There is no 5 minute trips to the shop with a toddler
This institution ceases to exist when you are transporting a young one. There is packing, gathering, shodding (including finding two matching shoes, getting one from the bath tub and the other one from the bookshelf…) and final nappy changes that all have to happen before you leave. Then there is the cat herding exercise that is getting out the door and to the car or down the street.
The errand is secondary to the act of keeping your child occupied
Your primary mission when undertaking these kinds of trips is to occupy the child and keep them out for AS LONG AS HUMANLY POSSIBLE. Let me repeat that AS LONG AS HUMANLY POSSIBLE. You will get no brownie points for efficiency in this game. There is one exception to this rule, if they child falls asleep you ride like the wind to get home.

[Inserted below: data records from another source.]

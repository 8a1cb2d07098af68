//! End-to-end correction pipeline.
//!
//! This is the function-call boundary the surrounding service consumes: a
//! decoded buffer plus identifiers in, a corrected buffer plus reporting
//! statistics out. The pipeline owns the ordering:
//!
//! 1. Reject non-finite input.
//! 2. Record the pre-correction channel means.
//! 3. Decode sRGB to linear light when the request asks to process in
//!    linear (the estimators are defined on linear-light values).
//! 4. Estimate and apply gains for the selected algorithm.
//! 5. Re-encode if step 3 decoded, so the output matches the input
//!    encoding.
//! 6. Record the post-correction channel means.
//!
//! Both average triples are computed in the *input* encoding — they are
//! reporting values, compared against each other, not physical
//! quantities.

use crate::{BalanceError, BalanceParams, BalanceResult, estimate_gains};
use awb_core::{Algorithm, ColorSpace, ImageBuf};
use awb_ops::apply_gain;
use awb_stats::channel_means;
use tracing::debug;

/// A correction request: which algorithm, and how the buffer is encoded.
#[derive(Copy, Clone, Debug, PartialEq)]
pub struct CorrectionRequest {
    /// Estimation algorithm to run.
    pub algorithm: Algorithm,
    /// Encoding of the submitted buffer.
    pub input_space: ColorSpace,
    /// Encoding the estimator should operate in.
    pub processing_space: ColorSpace,
    /// Estimator parameters (only the selected algorithm's are read).
    pub params: BalanceParams,
}

impl Default for CorrectionRequest {
    /// Grey World over an sRGB buffer, processed in linear light.
    fn default() -> Self {
        Self {
            algorithm: Algorithm::GreyWorld,
            input_space: ColorSpace::Srgb,
            processing_space: ColorSpace::LinearRgb,
            params: BalanceParams::default(),
        }
    }
}

/// The result of one correction.
#[derive(Clone, Debug)]
pub struct Correction {
    /// Corrected buffer, in the same encoding as the input.
    pub image: ImageBuf,
    /// Algorithm that produced it.
    pub algorithm: Algorithm,
    /// Encoding the estimator operated in.
    pub processing_space: ColorSpace,
    /// Per-channel means of the input buffer.
    pub avg_rgb_before: [f32; 3],
    /// Per-channel means of the corrected buffer.
    pub avg_rgb_after: [f32; 3],
    /// The gain vector that was applied (in processing space).
    pub gains: [f32; 3],
}

/// Runs one white balance correction.
///
/// The buffer is decoded to linear light only for the sRGB-input /
/// linear-processing combination; every other combination processes the
/// buffer exactly as submitted. The corrected buffer always comes back in
/// the input encoding.
///
/// # Errors
///
/// - [`BalanceError::NonFiniteSample`] if the input contains NaN/∞.
/// - [`BalanceError::ConversionFailed`] if decoding produced non-finite
///   output (only plausible on malformed input).
/// - [`BalanceError::InvalidParameter`] for out-of-range parameters.
/// - A wrapped core error for a zero-area buffer.
///
/// # Example
///
/// ```rust
/// use awb_balance::{correct, CorrectionRequest};
/// use awb_core::ImageBuf;
///
/// let img = ImageBuf::filled(8, 8, [0.7, 0.5, 0.3]);
/// let result = correct(&img, &CorrectionRequest::default()).unwrap();
/// assert_eq!(result.image.dimensions(), (8, 8));
/// assert_ne!(result.avg_rgb_before, result.avg_rgb_after);
/// ```
pub fn correct(image: &ImageBuf, request: &CorrectionRequest) -> BalanceResult<Correction> {
    if image.is_empty() {
        return Err(awb_core::Error::invalid_dimensions(
            image.width(),
            image.height(),
            "image has zero area",
        )
        .into());
    }
    if let Some((index, value)) = image.find_non_finite() {
        return Err(BalanceError::NonFiniteSample { index, value });
    }

    let avg_rgb_before = channel_means(image);

    let decode = request.input_space == ColorSpace::Srgb
        && request.processing_space == ColorSpace::LinearRgb;

    let mut working = if decode {
        debug!(algorithm = %request.algorithm, "decoding sRGB to linear for processing");
        let linear = awb_transfer::to_linear(image);
        if let Some((index, value)) = linear.find_non_finite() {
            return Err(BalanceError::ConversionFailed(format!(
                "non-finite sample {value} at index {index} after decode"
            )));
        }
        linear
    } else {
        image.clone()
    };

    let gains = estimate_gains(&working, request.algorithm, &request.params)?;
    apply_gain(&mut working, gains);

    let corrected = if decode {
        debug!(algorithm = %request.algorithm, "re-encoding linear to sRGB");
        awb_transfer::to_encoded(&working)
    } else {
        working
    };

    let avg_rgb_after = channel_means(&corrected);

    Ok(Correction {
        image: corrected,
        algorithm: request.algorithm,
        processing_space: request.processing_space,
        avg_rgb_before,
        avg_rgb_after,
        gains,
    })
}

Consider your mode of child conveyance carefully
Prams are great, unless you are going into a china shop with narrow aisles. Actually why the hell are you going china shopping with a toddler, you crazy bastard? They are also fiddly to fold up etc… Arms are adequate, for a while, but you aren’t superman, whatever your T-shirt says….. Carriers can be a great middle ground, if your child is in the right mood, otherwise they are a nightmare. The final option is walking. It is slow, and you have to keep a firm grip. You should also be prepared to be asked to carry your kid regularly during the trip because they get tired, or like making you suffer, one of the two, so be ready for that. So, to sum up, choose your weapons wisely
You will get looked at
Okay, so it’s the child getting looked at, not you, however sexy you think you are… You may attract random praise too, which I always find slightly awkward. And sometimes shop assistants will tend to your child before they acknowledge you. Them’s just the breaks folks. I also often get strange looks because I tend to hold full-blown, if rather one sided, conversations with The Lad as I stroll through Castlemaine. At least these days I’m not talking to myself….
You also get looks from old women that at times seem full of nostalgia and a kind of sad resignation and regret. I’ve never asked one of them about it, but I imagine sometimes they are thinking back to the fathers of their own children who may have never had the chance to do what I take for granted with my own boy due to social conventions and different ideas of fatherhood. But this is pure speculation….
Things will only happen if you are unprepared
Sure as hell, you don’t pack a nappy, they will poo. You forget the drink bottle, that’s all they want. You don’t have spare clothes, they will be a puddle seeking missile. You forget food, well that’s just crazy talk really… If you bring a fully packed load of baby stuff, they won’t need any of it. That’s just the way it works….
So there it is. Compared to my pre-parenting days, there is a lot more to consider. But in those days I never felt the joy of listening to The Lad’s babble or holding onto his hand. I think I like this more.